Diez años después de la intervención de EE.UU en Irak, la cascada de balances era previsible, como también que muchos de los juicios sobre el «éxito o fracaso» de dicha operación se hiciesen teniendo como criterio de calificación un solo factor, lo que provoca una inútil serie de fallos presurosos e incompletos.
Quienes pensaban ilusamente que el objetivo de esa acción bélica era el establecer en Irak una democracia jeffersoniana, dicen sin respirar que fue un fracaso total.
Quienes inocentemente creen que EE.UU tiene como objetivo geopolítico establecer un orden mundial y subórdenes regionales sin tensiones, sin muertes y sin conflictos, también condenan la intervención como un fracaso, sacando a la luz inventarios de muertos, bombas y divisiones étnicas entre kurdos, sunnitas y chiítas.

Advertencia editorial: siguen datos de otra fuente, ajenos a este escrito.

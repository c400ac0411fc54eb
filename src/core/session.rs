//! Check-in session state machine.
//!
//! One window is a two-state machine, Open(deadline) -> Closed. The
//! manager owns a single slot, so a second window can never open while
//! one is live, and every mutation goes through one mutex.

use crate::errors::{AppError, AppResult};
use crate::models::roster::{RosterEntry, RosterRecord};
use chrono::Local;
use std::sync::Mutex;
use std::time::{Duration, Instant};

#[derive(Debug)]
enum State {
    Open { deadline: Instant },
    Closed,
}

#[derive(Debug)]
struct Registrant {
    user_id: String,
    display_name: String,
}

/// One check-in window. Accepts registrations while open, rejects
/// duplicates, and freezes the registrant list into a roster when it
/// expires. Closing happens exactly once.
#[derive(Debug)]
pub struct AttendanceSession {
    state: State,
    registrants: Vec<Registrant>,
}

/// Result of a registration attempt on an open session.
#[derive(Debug, Clone, Copy, PartialEq, Eq)]
pub enum RegisterOutcome {
    Registered,
    /// The user had already registered; nothing changed.
    Duplicate,
}

/// Result of expiring an open session.
#[derive(Debug)]
pub enum CloseOutcome {
    Roster(RosterRecord),
    /// Nobody registered, so there is nothing to archive.
    NoRoster,
}

impl AttendanceSession {
    fn open(duration: Duration) -> Self {
        Self {
            state: State::Open {
                deadline: Instant::now() + duration,
            },
            registrants: Vec::new(),
        }
    }

    fn is_open(&self) -> bool {
        matches!(self.state, State::Open { .. })
    }

    fn register(&mut self, user_id: &str, display_name: &str) -> AppResult<RegisterOutcome> {
        if !self.is_open() {
            return Err(AppError::SessionClosed);
        }

        if self.registrants.iter().any(|r| r.user_id == user_id) {
            return Ok(RegisterOutcome::Duplicate);
        }

        self.registrants.push(Registrant {
            user_id: user_id.to_string(),
            display_name: display_name.to_string(),
        });
        Ok(RegisterOutcome::Registered)
    }

    fn expire(&mut self) -> AppResult<CloseOutcome> {
        if !self.is_open() {
            return Err(AppError::SessionClosed);
        }
        self.state = State::Closed;

        if self.registrants.is_empty() {
            return Ok(CloseOutcome::NoRoster);
        }

        let closed_at = Local::now();
        let entries = self
            .registrants
            .drain(..)
            .map(|r| RosterEntry {
                user_id: r.user_id,
                display_name: r.display_name,
                recorded_at: closed_at,
            })
            .collect();

        Ok(CloseOutcome::Roster(RosterRecord { closed_at, entries }))
    }
}

/// Single-slot owner of the current session. Registrations and expiry
/// are serialized through the same lock, so a late registration can
/// never race an in-flight close.
#[derive(Debug, Default)]
pub struct SessionManager {
    slot: Mutex<Option<AttendanceSession>>,
}

impl SessionManager {
    pub fn new() -> Self {
        Self::default()
    }

    /// Open a new window. Fails fast while another window is open; a
    /// closed session left in the slot is replaced.
    pub fn open(&self, duration: Duration) -> AppResult<()> {
        let mut slot = self.slot.lock().unwrap();
        if slot.as_ref().is_some_and(AttendanceSession::is_open) {
            return Err(AppError::SessionAlreadyOpen);
        }
        *slot = Some(AttendanceSession::open(duration));
        Ok(())
    }

    pub fn register(&self, user_id: &str, display_name: &str) -> AppResult<RegisterOutcome> {
        let mut slot = self.slot.lock().unwrap();
        slot.as_mut()
            .ok_or(AppError::SessionClosed)?
            .register(user_id, display_name)
    }

    /// Expire the current window, on deadline or administrative close.
    /// Has no effect (beyond the error) once already closed.
    pub fn close(&self) -> AppResult<CloseOutcome> {
        let mut slot = self.slot.lock().unwrap();
        slot.as_mut().ok_or(AppError::SessionClosed)?.expire()
    }

    /// Deadline of the open window, if one is open.
    pub fn deadline(&self) -> Option<Instant> {
        let slot = self.slot.lock().unwrap();
        match slot.as_ref()?.state {
            State::Open { deadline } => Some(deadline),
            State::Closed => None,
        }
    }
}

A los estadounidenses que siguen soñando que su aspirada condición aislacionista es posible para un país que desde hace más de un siglo se pensó para ejercer poder global, se les revuelven las tripas y califican de estupidez y fiasco cuando oyen que parte de sus impuestos y soldados se tiene que ir, como si fueran un satélite samaritano, a salvar a cuanto país de tercera está en problemas por culpa de un dictador o terrorista que antes apoyaron.
También es simplista calificar dicha intervención como un éxito rotundo solamente porque desapareció del mapa Saddam Hussein, un asesino de más de 5.000 kurdos con gas venenoso, el responsable de la muerte de por lo menos un millón de iraquíes que sometió a su pueblo a tres guerras en 24 años y a sanciones de la comunidad internacional, si es que ésta existe.
Igual es apresurado calificar esa intervención como un triunfo para EE.UU por el efecto positivo que tendría en su deficitaria balanza comercial, en gran parte debida a sus importaciones de hidrocarburos, el aumento de la producción y disponibilidad de petróleo en el mercado mundial, pues Irak ya llegó a 3 millones de barriles por día y superó a Irán como el segundo productor de la Opep desde 1980, con la posibilidad que alcance 6 millones para 2020 y 8 millones para 2035.
El veredicto final tal vez nadie podrá concretarlo y posiblemente todavía falta tiempo para que pueda hacerse, aunque después de todo, va a ser lo menos importante.
Los intereses geopolíticos de EE.UU en los próximos años, en parte afectados por la posibilidad de volverse autosuficientes energéticamente en el mediano plazo, va a provocar una transformación enorme en el futuro de Oriente Medio y en la geopolítica mundial.
Al dejar de ser una zona de altísima prioridad para EE.UU, sin llegar al extremo de abandonar la región, Oriente Medio quedaría principalmente a merced de si mismo, que necesariamente no es mejor que lo que hoy existe.
Veremos de nuevo la región inmersa en las disputas entre turcos y las facciones musulmanas: sunnitas sauditas y chiitas iraníes, israelíes y palestinos, rusos como en otras épocas, y ahora chinos que intentarán aumentar su influencia, tan nefasta o más que las de las potencias occidentales.
La sangre seguirá corriendo en Oriente Medio en el futuro, y la paz seguirá siendo tan escasa como el agua dulce.